教育の仕事は時間では測れないということから、公立学校ではタイムレコーダーを置かないで、出勤簿に印鑑を押して処理をするというのが長年の慣例でした。そして、その代わりに一般行政職の公務員よりも4%上乗せした調整給の支給という形で処理されてきたのです。
ただ、そのような形での処理はもう許されませんので、何を教育活動とするかを決めた上で勤務時間の上限を定める必要性が出てきたのです。
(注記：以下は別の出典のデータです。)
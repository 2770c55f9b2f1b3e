use crate::credentials::CredentialStore;
use crate::handle::{AuthOutcome, ClientHandle, ConnectionStatus, HandleSnapshot};
use crate::qr;
use crate::registry::SessionRegistry;
use chrono::Utc;
use pairgate_channels::{InboundMessage, TransportEvent, TransportFactory};
use pairgate_core::{ChatId, PairgateError, PairgateResult, SessionId};
use std::sync::Arc;
use std::time::Duration;
use tokio::sync::{mpsc, oneshot};
use tracing::{debug, info, warn};

/// Tunables for the session manager.
#[derive(Debug, Clone)]
pub struct SessionConfig {
    /// Default bound for [`SessionManager::await_authentication`].
    pub auth_timeout: Duration,
    /// Answer an inbound `!ping` with `pong`.
    pub ping_reply: bool,
    /// Draw each new pairing code as a QR on stderr.
    pub print_qr: bool,
}

impl Default for SessionConfig {
    fn default() -> Self {
        Self {
            auth_timeout: Duration::from_secs(60),
            ping_reply: false,
            print_qr: false,
        }
    }
}

/// Outcome of [`SessionManager::restore_sessions`].
#[derive(Debug, Default)]
pub struct RestoreReport {
    /// Sessions now present in the registry.
    pub restored: Vec<SessionId>,
    /// Entries that could not be restored, with the reason.
    pub failed: Vec<(String, String)>,
}

/// Creates, restores and tears down per-session clients.
///
/// The manager owns the registry; the gateway receives it by `Arc` rather
/// than through a global.
pub struct SessionManager {
    registry: SessionRegistry,
    credentials: CredentialStore,
    factory: Arc<dyn TransportFactory>,
    config: SessionConfig,
}

impl SessionManager {
    /// A manager with an empty registry. Call
    /// [`restore_sessions`](Self::restore_sessions) to bring stored sessions back.
    pub fn new(
        credentials: CredentialStore,
        factory: Arc<dyn TransportFactory>,
        config: SessionConfig,
    ) -> Self {
        Self {
            registry: SessionRegistry::new(),
            credentials,
            factory,
            config,
        }
    }

    /// The live sessions.
    pub fn registry(&self) -> &SessionRegistry {
        &self.registry
    }

    /// Where session credentials live.
    pub fn credentials(&self) -> &CredentialStore {
        &self.credentials
    }

    /// Tunables this manager was built with.
    pub fn config(&self) -> &SessionConfig {
        &self.config
    }

    /// Return the live client for `session_id`, creating it if needed.
    ///
    /// An existing session is returned untouched. A new one is registered
    /// in `Initializing` and its connection is started in the background;
    /// this returns before the connection completes. Without an id a fresh
    /// random one is generated.
    pub async fn create_session(&self, session_id: Option<SessionId>) -> PairgateResult<Arc<ClientHandle>> {
        match session_id {
            Some(id) => self.get_or_create(&id),
            None => loop {
                let id = SessionId::generate();
                let (handle, created) = self.insert_new(&id)?;
                if created {
                    return Ok(handle);
                }
                debug!(session_id = %id, "Generated session id collided, retrying");
            },
        }
    }

    /// Wait for `handle` to produce a pairing code or become ready.
    ///
    /// Uses the configured default when `timeout` is `None`.
    pub async fn await_authentication(
        &self,
        handle: &ClientHandle,
        timeout: Option<Duration>,
    ) -> PairgateResult<AuthOutcome> {
        handle
            .await_authentication(timeout.unwrap_or(self.config.auth_timeout))
            .await
    }

    /// Live handle for `session_id`, or [`PairgateError::NotFound`].
    pub fn get_session(&self, session_id: &str) -> PairgateResult<Arc<ClientHandle>> {
        self.registry
            .get(session_id)
            .ok_or_else(|| PairgateError::NotFound(session_id.to_string()))
    }

    /// Snapshots of every registered session, sorted by id.
    pub fn list_sessions(&self) -> Vec<HandleSnapshot> {
        self.registry.handles().iter().map(|h| h.snapshot()).collect()
    }

    /// Recreate a client for every credential directory on disk.
    ///
    /// Best effort: a failing entry is logged and skipped, a missing root
    /// restores nothing.
    pub async fn restore_sessions(&self) -> RestoreReport {
        let mut report = RestoreReport::default();

        let scan = match self.credentials.scan().await {
            Ok(scan) => scan,
            Err(e) => {
                warn!(root = %self.credentials.root().display(), error = %e, "Cannot read credential root");
                report
                    .failed
                    .push((self.credentials.root().display().to_string(), e.to_string()));
                return report;
            }
        };

        for (name, reason) in scan.skipped {
            warn!(entry = %name, reason = %reason, "Skipping credential entry");
            report.failed.push((name, reason));
        }

        for id in scan.sessions {
            match self.create_session(Some(id.clone())).await {
                Ok(_) => {
                    debug!(session_id = %id, "Session restored");
                    report.restored.push(id);
                }
                Err(e) => {
                    warn!(session_id = %id, error = %e, "Failed to restore session");
                    report.failed.push((id.to_string(), e.to_string()));
                }
            }
        }

        info!(
            restored = report.restored.len(),
            failed = report.failed.len(),
            "Session restoration finished"
        );
        report
    }

    /// Send `text` to `chat_id` on the given session.
    ///
    /// `chat_id` may be a phone number in international format or an
    /// already-suffixed chat id.
    pub async fn send_message(&self, session_id: &str, chat_id: &str, text: &str) -> PairgateResult<()> {
        let handle = self.get_session(session_id)?;
        if text.trim().is_empty() {
            return Err(PairgateError::InvalidArgument(
                "message text must not be empty".into(),
            ));
        }
        let chat_id = ChatId::normalize(chat_id)?;
        handle.send(&chat_id, text).await
    }

    /// Replace a disconnected session's client with a fresh one.
    ///
    /// A session that is not disconnected is returned unchanged. Existing
    /// credentials are reused, so a previously paired session comes back
    /// without a new pairing code.
    pub async fn reconnect(&self, session_id: &str) -> PairgateResult<Arc<ClientHandle>> {
        let mut events = None;
        let swapped = self.registry.replace_if(
            session_id,
            |current| current.status() == ConnectionStatus::Disconnected,
            |id| {
                let (handle, rx) = self.build_handle(id)?;
                events = Some(rx);
                Ok(handle)
            },
        )?;

        let Some((handle, old)) = swapped else {
            return Err(PairgateError::NotFound(session_id.to_string()));
        };

        if let Some(old) = old {
            old.shutdown().await;
            info!(session_id = %handle.session_id(), "Reconnecting session");
        }
        if let Some(events) = events {
            self.start(&handle, events);
        }
        Ok(handle)
    }

    /// Tear down a session and forget it.
    ///
    /// With `purge`, its credential directory is deleted too, so it will not
    /// be restored on the next start.
    pub async fn remove_session(&self, session_id: &str, purge: bool) -> PairgateResult<()> {
        let handle = self
            .registry
            .remove(session_id)
            .ok_or_else(|| PairgateError::NotFound(session_id.to_string()))?;
        handle.shutdown().await;

        if purge {
            let purged = self.credentials.purge(handle.session_id()).await?;
            info!(session_id = %session_id, purged, "Session removed");
        } else {
            info!(session_id = %session_id, "Session removed");
        }
        Ok(())
    }

    /// Remove sessions that have been disconnected for longer than `older_than`.
    ///
    /// Credentials are kept. Returns the removed ids.
    pub async fn prune_disconnected(&self, older_than: Duration) -> Vec<SessionId> {
        let Ok(age) = chrono::Duration::from_std(older_than) else {
            return Vec::new();
        };
        let cutoff = Utc::now() - age;
        let is_stale = |h: &ClientHandle| {
            let snap = h.snapshot();
            snap.status == ConnectionStatus::Disconnected && snap.status_changed_at <= cutoff
        };

        let mut pruned = Vec::new();
        for handle in self.registry.handles() {
            if !is_stale(handle.as_ref()) {
                continue;
            }
            if let Some(removed) = self.registry.remove_if(handle.session_id().as_str(), &is_stale) {
                removed.shutdown().await;
                pruned.push(removed.session_id().clone());
            }
        }

        if !pruned.is_empty() {
            info!(count = pruned.len(), "Pruned disconnected sessions");
        }
        pruned
    }

    /// Stop every session. Credentials stay on disk for the next start.
    pub async fn shutdown(&self) {
        let handles = self.registry.drain();
        info!(count = handles.len(), "Shutting down sessions");
        for handle in handles {
            handle.shutdown().await;
        }
    }

    // ── Helpers ──────────────────────────────────────────────────────────

    fn get_or_create(&self, session_id: &SessionId) -> PairgateResult<Arc<ClientHandle>> {
        let (handle, _) = self.insert_new(session_id)?;
        Ok(handle)
    }

    /// Atomically register a new client for `session_id` unless one exists.
    fn insert_new(&self, session_id: &SessionId) -> PairgateResult<(Arc<ClientHandle>, bool)> {
        let mut events = None;
        let (handle, created) = self.registry.get_or_insert_with(session_id, || {
            let (handle, rx) = self.build_handle(session_id)?;
            events = Some(rx);
            Ok(handle)
        })?;

        if let Some(events) = events {
            info!(session_id = %session_id, "Session created");
            self.start(&handle, events);
        }
        Ok((handle, created))
    }

    fn build_handle(
        &self,
        session_id: &SessionId,
    ) -> PairgateResult<(Arc<ClientHandle>, mpsc::Receiver<TransportEvent>)> {
        let path = self.credentials.path_for(session_id);
        let conn = self.factory.create(session_id, &path)?;
        let handle = Arc::new(ClientHandle::new(session_id.clone(), path, conn.transport));
        Ok((handle, conn.events))
    }

    /// Spawn the event pump and the background connect for a new handle.
    fn start(&self, handle: &Arc<ClientHandle>, events: mpsc::Receiver<TransportEvent>) {
        let (failure_tx, failure_rx) = oneshot::channel();
        spawn_event_pump(handle.clone(), events, failure_rx, self.config.clone());
        spawn_connect(handle.clone(), failure_tx);
    }
}

/// Apply transport events to `handle` in arrival order until cancelled.
///
/// A failed connect reaches the pump through `failure`. Events the transport
/// queued before failing are applied first, so its own disconnect reason wins
/// over the connect error.
fn spawn_event_pump(
    handle: Arc<ClientHandle>,
    mut events: mpsc::Receiver<TransportEvent>,
    mut failure: oneshot::Receiver<String>,
    config: SessionConfig,
) {
    let cancel = handle.cancel_token();
    tokio::spawn(async move {
        let mut connecting = true;
        loop {
            let event = tokio::select! {
                biased;
                () = cancel.cancelled() => break,
                event = events.recv() => match event {
                    Some(event) => event,
                    None => break,
                },
                result = &mut failure, if connecting => {
                    connecting = false;
                    let Ok(reason) = result else {
                        continue;
                    };
                    while let Ok(queued) = events.try_recv() {
                        dispatch(&handle, queued, &config);
                    }
                    TransportEvent::Disconnected { reason }
                }
            };
            dispatch(&handle, event, &config);
        }
        debug!(session_id = %handle.session_id(), "Event pump stopped");
    });
}

fn dispatch(handle: &Arc<ClientHandle>, event: TransportEvent, config: &SessionConfig) {
    match event {
        TransportEvent::MessageReceived(message) => {
            debug!(session_id = %handle.session_id(), from = %message.from, "Message received");
            if config.ping_reply && is_ping(&message) {
                spawn_pong(handle.clone(), message);
            }
        }
        TransportEvent::PairingCode { ref code } => {
            if handle.apply(&event) && config.print_qr {
                print_pairing_qr(handle.session_id(), code);
            }
        }
        lifecycle => {
            handle.apply(&lifecycle);
        }
    }
}

/// Run the transport connection in the background.
///
/// A connect error is handed to the event pump instead of being applied here.
fn spawn_connect(handle: Arc<ClientHandle>, failure: oneshot::Sender<String>) {
    let cancel = handle.cancel_token();
    let transport = handle.transport();
    tokio::spawn(async move {
        tokio::select! {
            () = cancel.cancelled() => {
                debug!(session_id = %handle.session_id(), "Connect cancelled");
            }
            result = transport.connect() => {
                if let Err(e) = result {
                    warn!(session_id = %handle.session_id(), transport = transport.name(), error = %e, "Connection failed");
                    let _ = failure.send(e.to_string());
                }
            }
        }
    });
}

fn print_pairing_qr(session_id: &SessionId, code: &str) {
    match qr::render_terminal(code) {
        Ok(rendered) => eprintln!("Scan to pair session '{session_id}':\n{rendered}"),
        Err(e) => warn!(session_id = %session_id, error = %e, "Cannot render pairing QR"),
    }
}

fn is_ping(message: &InboundMessage) -> bool {
    message.body.trim() == "!ping"
}

fn spawn_pong(handle: Arc<ClientHandle>, message: InboundMessage) {
    tokio::spawn(async move {
        let chat_id = match ChatId::normalize(&message.from) {
            Ok(chat_id) => chat_id,
            Err(e) => {
                debug!(from = %message.from, error = %e, "Cannot reply to sender");
                return;
            }
        };
        if let Err(e) = handle.send(&chat_id, "pong").await {
            warn!(session_id = %handle.session_id(), error = %e, "Ping reply failed");
        }
    });
}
そして、部活動を教育活動と定めた上で、教職員給与特別措置法(給特法)を改正し(2019年)、上限のガイドラインを月45時間、年間360時間と定め、今度の2020年4月からスタートする運びとなりました。
だから今度は、その時間の中で、授業時間と部活指導の時間を考えなければいけなくなったのですが、人によっては、つまり部によっては、それで収まり切れないケースが出てきます。それを埋めるために、部活動指導員を各学校3名まで認めることにしたのですが、その3名という人数の必然性はありません。多分、教育予算から割り出した数字だとは思いますが、相変わらず柔軟性に欠けた対応しか文科省は考えが及ばないようです。
部活動を教育活動と定めたのに、なぜか文科省は運動部の指導員のガイドラインをスポーツ庁に作らせ、文化部のそれについては文化庁に作らせているのですが、画一的な内容(週2日は休むなど)となっていて、部活動そのものがよく分かっていないと判断せざるを得ません。
子供に教育を受ける権利(憲法26条)があり、部活動を教育活動と認定したのならば、行政の都合ですべてを決めるのではなく、子供たちの実態に合わせて教員や指導員の配置を考えるべきだと思います。部活動といっても、そのレベルや活動内容、さらには部の考え方は様々です。全国大会を狙って、猛練習をしたい部活動もあれば、同好会のような部活動もあります。それから、部も構成員は毎年変わりますので、レベルが上がったり下がったりします。顧問が変わることもあります。教員の意識もそれぞれ違います。中には、かつての私のように部活動に命を懸けるくらいの人もいます。逆に、教師は授業がすべてと考えている人もいます。そのようなことがいろいろ起こるのは、人間の集まりだから当たり前です。行政には、そういった教育現場に合わせて教員の養成と配置、部活動指導員の配置といった裏方の仕事がきちんとできるようになって欲しいと思います。
企業に70歳までの就業機会確保への努力義務を課す「高年齢者雇用安定法」の改正案が今の通常国会に提出されるとのこと。定年を最初に導入する時に、当時の平均寿命に合わせたという経緯があります。それを考えると、将来は75歳ということも充分あり得ます。その歳まで健康で働くことが出来る身体を作っていくということを考えると、若き時代の部活動は重要だと思います。
「生涯スポーツ」と言いますが、若い頃に、ある程度身体の筋肉を鍛えていないと、身体をいざ動かそうと思っても動きません。動かなければ、健康を維持できません。
文科省は、中学生や高校生が勉強のついでに部活動をしているという捉え方ではなく、将来の貴重な人材の健康づくりという観点と「部活動文化」を守り育てるという使命感をもって、学校ごとに個別具体的に予算や人員を配分できるシステムを考えて欲しいと思います。
萩生田文科大臣は、年頭のあいさつの中で文科省の職員に対して「プロの行政官たれ」と訓示をなされました。プロのお手並みを、ぜひ拝見したいと思っています。